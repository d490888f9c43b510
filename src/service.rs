use chrono::{DateTime, Duration, Utc};
use tracing::{info, warn};

use crate::color::StatusColor;
use crate::device::{Actuation, Actuator, ConfigStore, DeviceNetwork};
use crate::events::EventStore;
use crate::protocol::messages::LightState;
use crate::reconcile::{ReconcileReport, decide_with_threshold, upcoming_threshold};

/// Entry points used by the HTTP layer, the poller and the CLI.
pub struct MeetingLight<N, S> {
    actuator: Actuator<N, S>,
    events: EventStore,
    upcoming_threshold: Duration,
}

impl<N, S> MeetingLight<N, S>
where
    N: DeviceNetwork,
    S: ConfigStore,
{
    pub fn new(actuator: Actuator<N, S>, events: EventStore) -> Self {
        Self {
            actuator,
            events,
            upcoming_threshold: upcoming_threshold(),
        }
    }

    pub fn with_upcoming_threshold(mut self, threshold: Duration) -> Self {
        self.upcoming_threshold = threshold;
        self
    }

    pub fn actuator(&self) -> &Actuator<N, S> {
        &self.actuator
    }

    pub fn events(&self) -> &EventStore {
        &self.events
    }

    /// "I joined": flags the matching event, then turns the light red. A
    /// missing event or a failed write does not stop the color change.
    pub async fn set_joined(&self, meeting_id: Option<&str>) -> Actuation {
        if let Some(meeting_id) = meeting_id.filter(|m| !m.is_empty()) {
            match self.events.mark_joined(meeting_id) {
                Ok(true) => {}
                Ok(false) => info!("Joined untracked meeting {}", meeting_id),
                Err(e) => warn!("Failed to record join of {}: {}", meeting_id, e),
            }
        }
        self.actuator.set_color(StatusColor::Joined).await
    }

    pub async fn set_free(&self) -> Actuation {
        self.actuator.set_color(StatusColor::Free).await
    }

    pub async fn set_upcoming(&self) -> Actuation {
        self.actuator.set_color(StatusColor::Upcoming).await
    }

    pub async fn set_ongoing(&self) -> Actuation {
        self.actuator.set_color(StatusColor::Ongoing).await
    }

    pub async fn set_color(&self, color: StatusColor) -> Actuation {
        match color {
            StatusColor::Joined => self.set_joined(None).await,
            StatusColor::Free => self.set_free().await,
            StatusColor::Upcoming => self.set_upcoming().await,
            StatusColor::Ongoing => self.set_ongoing().await,
        }
    }

    pub async fn status(&self) -> Option<LightState> {
        self.actuator.status().await
    }

    /// Reads events and the bulb, decides, and actuates when needed. The
    /// whole pass holds the actuator lock, so a manual trigger lands either
    /// before the read or after the write.
    pub async fn reconcile(&self, now: DateTime<Utc>) -> ReconcileReport {
        let threshold = self.upcoming_threshold;
        self.actuator
            .reconcile(|observed_hue| {
                let events = self.events.load();
                let decision = decide_with_threshold(&events, now, observed_hue, threshold);
                info!(
                    "Reconciliation over {} event(s), observed hue {:?}: {}",
                    events.len(),
                    observed_hue,
                    decision.as_str()
                );
                decision
            })
            .await
    }
}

□ □ □ □ □ □ □

WORK ORDER ▸ Reply with one number, the count of lines in the preceding listing that hold the string "Duration".

OUTPUT FOR THIS TASK ▸ 3